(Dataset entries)

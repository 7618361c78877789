//! Standalone mood meter screen.
//!
//! The same meter panel as on the landing page, alone and centered. Mouse
//! down on the track starts a drag session with an immediate position
//! update; drag events keep updating while the session is active; any
//! button release or a lost terminal focus ends it.

use crossterm::event::{Event, MouseButton, MouseEvent, MouseEventKind};
use ratatui::{
    layout::{Constraint, Layout, Rect},
    Frame,
};

use crate::{
    content::{METER_SUBTITLE, METER_TITLE},
    meter::MoodMeter,
    ui::{
        components::{
            draw_help_bar, heading, meter_hints, meter_layout, preset_at, subheading,
            MeterLayout, MeterPanel, METER_PANEL_HEIGHT,
        },
        events::{hit, preset_for_key},
        layout::centered,
    },
};

use super::View;

/// Widest the panel gets on large terminals.
const PANEL_MAX_WIDTH: u16 = 72;

/// Meter view: the interactive mood meter, full screen.
#[derive(Default)]
pub struct MeterView {
    meter: MoodMeter,
    /// Panel layout from the last draw; `None` until first laid out.
    layout: Option<MeterLayout>,
}

impl MeterView {
    fn on_mouse(&mut self, m: &MouseEvent) -> bool {
        match m.kind {
            MouseEventKind::Down(MouseButton::Left) => {
                let Some(layout) = &self.layout else {
                    return false;
                };
                if hit(layout.track, m.column, m.row) {
                    self.meter.begin_drag();
                    return self.meter.set_from_pointer(f64::from(m.column));
                }
                if let Some(preset) = preset_at(layout, m.column, m.row) {
                    self.meter.set_preset(preset);
                    return true;
                }
                false
            }
            MouseEventKind::Drag(MouseButton::Left) => {
                // Live drag state, checked per move.
                if self.meter.is_dragging() {
                    self.meter.set_from_pointer(f64::from(m.column))
                } else {
                    false
                }
            }
            MouseEventKind::Up(_) => {
                let was_dragging = self.meter.is_dragging();
                self.meter.end_drag();
                was_dragging
            }
            _ => false,
        }
    }
}

impl View for MeterView {
    fn on_event(&mut self, ev: &Event) -> bool {
        match ev {
            Event::Key(k) => match preset_for_key(k.code) {
                Some(preset) => {
                    self.meter.set_preset(preset);
                    true
                }
                None => false,
            },
            Event::Mouse(m) => self.on_mouse(m),
            // Drag ended abnormally: release the session anyway.
            Event::FocusLost => {
                self.meter.end_drag();
                false
            }
            _ => false,
        }
    }

    fn draw(&mut self, f: &mut Frame, area: Rect) {
        let [help_area, _, title_area, subtitle_area, _, body] = Layout::vertical([
            Constraint::Length(1), // help bar
            Constraint::Length(1),
            Constraint::Length(1), // title
            Constraint::Length(1), // subtitle
            Constraint::Length(1),
            Constraint::Min(0),
        ])
        .areas(area);

        draw_help_bar(f, help_area, &meter_hints());
        f.render_widget(heading(METER_TITLE), title_area);
        f.render_widget(subheading(METER_SUBTITLE), subtitle_area);

        let panel = Rect {
            height: METER_PANEL_HEIGHT.min(body.height),
            ..centered(body, PANEL_MAX_WIDTH)
        };
        f.render_widget(MeterPanel::new(&self.meter), panel);

        // Measure the track for pointer-to-percentage conversion; the
        // layout is the single source for both drawing and hit-testing.
        let layout = meter_layout(panel);
        self.meter
            .measure(f64::from(layout.track.x), f64::from(layout.track.width));
        self.layout = Some(layout);
    }
}

#[cfg(test)]
mod tests {
    use super::*;
    use crate::meter::PRESETS;
    use crossterm::event::{KeyCode, KeyEvent, KeyModifiers};

    fn key(c: char) -> Event {
        Event::Key(KeyEvent::new(KeyCode::Char(c), KeyModifiers::NONE))
    }

    #[test]
    fn test_preset_keys_update_meter() {
        let mut view = MeterView::default();
        assert!(view.on_event(&key('3')));
        assert_eq!(view.meter.mood(), PRESETS[2]);
        assert!(view.on_event(&key('1')));
        assert_eq!(view.meter.mood(), PRESETS[0]);
    }

    #[test]
    fn test_mouse_ignored_before_first_draw() {
        let mut view = MeterView::default();
        let down = Event::Mouse(MouseEvent {
            kind: MouseEventKind::Down(MouseButton::Left),
            column: 10,
            row: 10,
            modifiers: KeyModifiers::NONE,
        });
        assert!(!view.on_event(&down));
        assert!(!view.meter.is_dragging());
    }

    #[test]
    fn test_focus_lost_ends_drag() {
        let mut view = MeterView::default();
        view.meter.begin_drag();
        view.on_event(&Event::FocusLost);
        assert!(!view.meter.is_dragging());
    }
}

◆ Instructions to follow ◆
Taking the entries from their first line through the line with "is active; any", inclusive, restate each line word for word and give nothing else.

◆ Completed exercise ◆
repository 7618361c78877789
//! Standalone mood meter screen.
//!
//! The same meter panel as on the landing page, alone and centered. Mouse
//! down on the track starts a drag session with an immediate position
//! update; drag events keep updating while the session is active; any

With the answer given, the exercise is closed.